§ **Data shown**
*** Block opens ***

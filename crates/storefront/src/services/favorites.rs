//! Favorites State Container.
//!
//! Same shape as the cart container over a pure set relation: no quantity,
//! no totals. Anonymous favoriting is allowed and persisted locally; no
//! sign-in prompt. Presence is idempotent, so the authenticated add treats
//! a uniqueness conflict as the expected steady state rather than an error.

use std::sync::Arc;
use std::sync::RwLock;
use std::sync::atomic::{AtomicBool, AtomicU64, Ordering};

use chrono::Utc;
use tracing::{debug, instrument, warn};

use keyiflibox_core::{LineId, OwnerId, ProductId};

use crate::catalog::{CatalogError, CatalogStore};
use crate::error::AppError;
use crate::local::schema::PersistedFavorite;
use crate::local::{LocalStore, keys, schema};
use crate::models::{CurrentUser, FavoriteEntry};
use crate::notify::Notifier;
use crate::services::KeyedLocks;
use crate::session::SessionProvider;

type Result<T> = std::result::Result<T, AppError>;

/// The reconciling favorites container.
pub struct FavoritesService {
    catalog: Arc<dyn CatalogStore>,
    local: Arc<dyn LocalStore>,
    session: SessionProvider,
    notifier: Notifier,
    entries: RwLock<Vec<FavoriteEntry>>,
    loading: AtomicBool,
    locks: KeyedLocks,
    local_seq: AtomicU64,
}

impl FavoritesService {
    #[must_use]
    pub fn new(
        catalog: Arc<dyn CatalogStore>,
        local: Arc<dyn LocalStore>,
        session: SessionProvider,
        notifier: Notifier,
    ) -> Self {
        Self {
            catalog,
            local,
            session,
            notifier,
            entries: RwLock::new(Vec::new()),
            loading: AtomicBool::new(false),
            locks: KeyedLocks::new(),
            local_seq: AtomicU64::new(0),
        }
    }

    /// Snapshot of the current favorites (unordered).
    #[must_use]
    pub fn entries(&self) -> Vec<FavoriteEntry> {
        self.entries
            .read()
            .expect("favorites lock poisoned")
            .clone()
    }

    /// Whether a load is in flight.
    #[must_use]
    pub fn is_loading(&self) -> bool {
        self.loading.load(Ordering::SeqCst)
    }

    /// Pure in-memory lookup; called on every product-card render.
    #[must_use]
    pub fn is_favorite(&self, product_id: &ProductId) -> bool {
        self.entries
            .read()
            .expect("favorites lock poisoned")
            .iter()
            .any(|entry| entry.product_id == *product_id)
    }

    /// Repopulate the in-memory list from the store that currently owns the
    /// favorites. Fail-soft like the cart: the previous list survives a
    /// store failure.
    #[instrument(skip(self))]
    pub async fn load(&self) {
        self.loading.store(true, Ordering::SeqCst);
        let owner = self.session.owner();
        let result = if owner.is_anonymous() {
            self.load_local().await
        } else {
            self.load_remote(&owner).await
        };
        self.loading.store(false, Ordering::SeqCst);

        if let Err(e) = result {
            warn!(error = %e, "failed to load favorites");
            self.notifier.error("Failed to load favorites");
        }
    }

    /// Mark a product as favorite.
    ///
    /// Anonymous duplicates get a distinct "already in favorites" notice
    /// (accidental re-favoriting is common); authenticated duplicates are
    /// silently satisfied since toggling is idempotent.
    #[instrument(skip(self), fields(product_id = %product_id))]
    pub async fn add_to_favorites(&self, product_id: &ProductId) {
        if product_id.is_empty() {
            self.notifier.error("Failed to add to favorites");
            return;
        }

        let owner = self.session.owner();
        let _guard = self.locks.acquire(&owner, product_id).await;

        let result = if owner.is_anonymous() {
            match self.add_local(product_id).await {
                Ok(true) => Ok(()),
                Ok(false) => {
                    self.notifier.info("Already in favorites");
                    return;
                }
                Err(e) => Err(e),
            }
        } else {
            self.add_remote(&owner, product_id).await
        };

        match result {
            Ok(()) => {
                self.load().await;
                self.notifier.success("Added to favorites");
            }
            Err(e) => {
                warn!(error = %e, "failed to add to favorites");
                self.notifier.error("Failed to add to favorites");
            }
        }
    }

    /// Remove a product from favorites; no-op if absent.
    #[instrument(skip(self), fields(product_id = %product_id))]
    pub async fn remove_from_favorites(&self, product_id: &ProductId) {
        let owner = self.session.owner();
        let _guard = self.locks.acquire(&owner, product_id).await;

        let result = if owner.is_anonymous() {
            self.remove_local(product_id).await
        } else {
            self.catalog
                .delete_favorite(&owner, product_id)
                .await
                .map_err(AppError::from)
        };

        match result {
            Ok(()) => {
                self.load().await;
                self.notifier.success("Removed from favorites");
            }
            Err(e) => {
                warn!(error = %e, "failed to remove from favorites");
                self.notifier.error("Failed to remove from favorites");
            }
        }
    }

    /// React to a session identity change, mirroring the cart container:
    /// reconcile on the anonymous-to-authenticated edge, then reload.
    #[instrument(skip_all)]
    pub async fn on_session_change(
        &self,
        previous: Option<&CurrentUser>,
        next: Option<&CurrentUser>,
    ) {
        if previous.is_none()
            && let Some(user) = next
        {
            self.sync_local_to_remote(&user.owner).await;
        }
        self.load().await;
    }

    // =========================================================================
    // Reconciliation
    // =========================================================================

    /// Merge anonymous local favorites into the remote store.
    ///
    /// With no quantity to conflict on, the upsert collapses to
    /// insert-if-absent: a conflict just means the entry is already there.
    /// Failed entries are re-persisted (only the failed subset) for a retry
    /// on the next sign-in.
    #[instrument(skip(self), fields(owner = %owner))]
    async fn sync_local_to_remote(&self, owner: &OwnerId) {
        let raw = match self.local.get(keys::FAVORITES).await {
            Ok(raw) => raw,
            Err(e) => {
                warn!(error = %e, "failed to read local favorites for sync");
                return;
            }
        };

        let local_entries = schema::decode_favorites(raw.as_deref());
        if local_entries.is_empty() {
            return;
        }

        let mut failed = Vec::new();
        for entry in local_entries {
            match self.catalog.insert_favorite(owner, &entry.product_id).await {
                Ok(()) | Err(CatalogError::Conflict(_)) => {}
                Err(e) => {
                    warn!(product_id = %entry.product_id, error = %e, "favorite merge failed");
                    failed.push(entry);
                }
            }
        }

        if failed.is_empty() {
            if let Err(e) = self.local.remove(keys::FAVORITES).await {
                warn!(error = %e, "failed to clear local favorites after sync");
                return;
            }
            self.notifier.success("Favorites synced successfully");
        } else {
            if let Err(e) = self
                .local
                .set(keys::FAVORITES, &schema::encode_favorites(&failed))
                .await
            {
                warn!(error = %e, "failed to persist unmerged favorites");
            }
            self.notifier.error("Some favorites could not be synced");
        }
    }

    // =========================================================================
    // Store paths
    // =========================================================================

    async fn load_local(&self) -> Result<()> {
        let raw = self.local.get(keys::FAVORITES).await?;
        let persisted = schema::decode_favorites(raw.as_deref());

        let mut entries = Vec::with_capacity(persisted.len());
        for entry in persisted {
            let product = self.catalog.product(&entry.product_id).await?;
            entries.push(FavoriteEntry {
                id: entry.id,
                owner: OwnerId::anonymous(),
                product_id: entry.product_id,
                created_at: entry.created_at,
                product,
            });
        }

        self.replace_entries(entries);
        Ok(())
    }

    async fn load_remote(&self, owner: &OwnerId) -> Result<()> {
        let entries = self.catalog.favorites(owner).await?;
        self.replace_entries(entries);
        Ok(())
    }

    /// Returns `Ok(false)` when the product was already a favorite.
    async fn add_local(&self, product_id: &ProductId) -> Result<bool> {
        let raw = self.local.get(keys::FAVORITES).await?;
        let mut entries = schema::decode_favorites(raw.as_deref());

        if entries.iter().any(|e| e.product_id == *product_id) {
            return Ok(false);
        }

        entries.push(PersistedFavorite {
            id: self.next_local_id(),
            product_id: product_id.clone(),
            created_at: Utc::now(),
        });

        self.local
            .set(keys::FAVORITES, &schema::encode_favorites(&entries))
            .await?;
        Ok(true)
    }

    async fn add_remote(&self, owner: &OwnerId, product_id: &ProductId) -> Result<()> {
        match self.catalog.insert_favorite(owner, product_id).await {
            Ok(()) => Ok(()),
            // The entry already exists: the steady state we wanted.
            Err(CatalogError::Conflict(_)) => {
                debug!("favorite already present");
                Ok(())
            }
            Err(e) => Err(e.into()),
        }
    }

    async fn remove_local(&self, product_id: &ProductId) -> Result<()> {
        let raw = self.local.get(keys::FAVORITES).await?;
        let mut entries = schema::decode_favorites(raw.as_deref());
        entries.retain(|entry| entry.product_id != *product_id);

        self.local
            .set(keys::FAVORITES, &schema::encode_favorites(&entries))
            .await?;
        Ok(())
    }

    fn replace_entries(&self, entries: Vec<FavoriteEntry>) {
        *self.entries.write().expect("favorites lock poisoned") = entries;
    }

    fn next_local_id(&self) -> LineId {
        let seq = self.local_seq.fetch_add(1, Ordering::Relaxed);
        LineId::new(format!("local_{}_{}", Utc::now().timestamp_millis(), seq))
    }
}

#[cfg(test)]
#[allow(clippy::unwrap_used)]
mod tests {
    use super::*;
    use rust_decimal_macros::dec;

    use crate::catalog::MemoryCatalog;
    use crate::local::MemoryStore;
    use crate::models::ProductDraft;
    use crate::notify::{Notice, NoticeLevel};
    use keyiflibox_core::{CategoryId, Email, Price};

    struct Fixture {
        catalog: Arc<MemoryCatalog>,
        session: SessionProvider,
        notifier: Notifier,
        favorites: FavoritesService,
    }

    fn fixture() -> Fixture {
        let catalog = Arc::new(MemoryCatalog::new());
        let local = Arc::new(MemoryStore::new());
        let session = SessionProvider::new();
        let notifier = Notifier::new();
        let favorites = FavoritesService::new(
            Arc::clone(&catalog) as Arc<dyn CatalogStore>,
            local as Arc<dyn LocalStore>,
            session.clone(),
            notifier.clone(),
        );
        Fixture {
            catalog,
            session,
            notifier,
            favorites,
        }
    }

    fn draft(title: &str) -> ProductDraft {
        ProductDraft {
            activity_type_id: None,
            category_id: CategoryId::new("1"),
            title: title.to_owned(),
            sub_title: None,
            description: None,
            price: Price::new(dec!(100)),
            image_url: None,
            external_url: None,
            city: None,
            district: None,
            ticket_rule: None,
            date: None,
            rating: None,
            is_active: true,
            priority: None,
            full_address: None,
        }
    }

    fn drain(rx: &mut tokio::sync::broadcast::Receiver<Notice>) -> Vec<Notice> {
        let mut notices = Vec::new();
        while let Ok(notice) = rx.try_recv() {
            notices.push(notice);
        }
        notices
    }

    #[tokio::test]
    async fn test_toggle_visibility_anonymous() {
        let f = fixture();
        let product = f.catalog.insert_product(&draft("Hamam")).await.unwrap();

        assert!(!f.favorites.is_favorite(&product.id));

        f.favorites.add_to_favorites(&product.id).await;
        assert!(f.favorites.is_favorite(&product.id));

        f.favorites.remove_from_favorites(&product.id).await;
        assert!(!f.favorites.is_favorite(&product.id));
    }

    #[tokio::test]
    async fn test_toggle_visibility_authenticated() {
        let f = fixture();
        let product = f.catalog.insert_product(&draft("Masaj")).await.unwrap();
        let email = Email::parse("ayse@example.com").unwrap();
        f.session.sign_in(CurrentUser::from_email(email));

        f.favorites.add_to_favorites(&product.id).await;
        assert!(f.favorites.is_favorite(&product.id));

        f.favorites.remove_from_favorites(&product.id).await;
        assert!(!f.favorites.is_favorite(&product.id));
    }

    #[tokio::test]
    async fn test_anonymous_duplicate_gets_distinct_notice() {
        let f = fixture();
        let product = f.catalog.insert_product(&draft("Rafting")).await.unwrap();

        f.favorites.add_to_favorites(&product.id).await;

        let mut rx = f.notifier.subscribe();
        f.favorites.add_to_favorites(&product.id).await;

        let notices = drain(&mut rx);
        assert!(
            notices
                .iter()
                .any(|n| n.level == NoticeLevel::Info && n.message == "Already in favorites")
        );
        assert_eq!(f.favorites.entries().len(), 1);
    }

    #[tokio::test]
    async fn test_authenticated_duplicate_is_idempotent() {
        let f = fixture();
        let product = f.catalog.insert_product(&draft("Atölye")).await.unwrap();
        let email = Email::parse("ayse@example.com").unwrap();
        f.session.sign_in(CurrentUser::from_email(email));

        f.favorites.add_to_favorites(&product.id).await;
        f.favorites.add_to_favorites(&product.id).await;

        assert_eq!(f.favorites.entries().len(), 1);
        assert!(f.favorites.is_favorite(&product.id));
    }

    #[tokio::test]
    async fn test_remove_absent_is_noop() {
        let f = fixture();
        f.favorites
            .remove_from_favorites(&ProductId::new("ghost"))
            .await;
        assert!(f.favorites.entries().is_empty());
    }
}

*** Block closes ***

§ **What is needed**
Go through the lines above and count those with the string "true". Reply with the count and nothing more.

§ **Response area**
4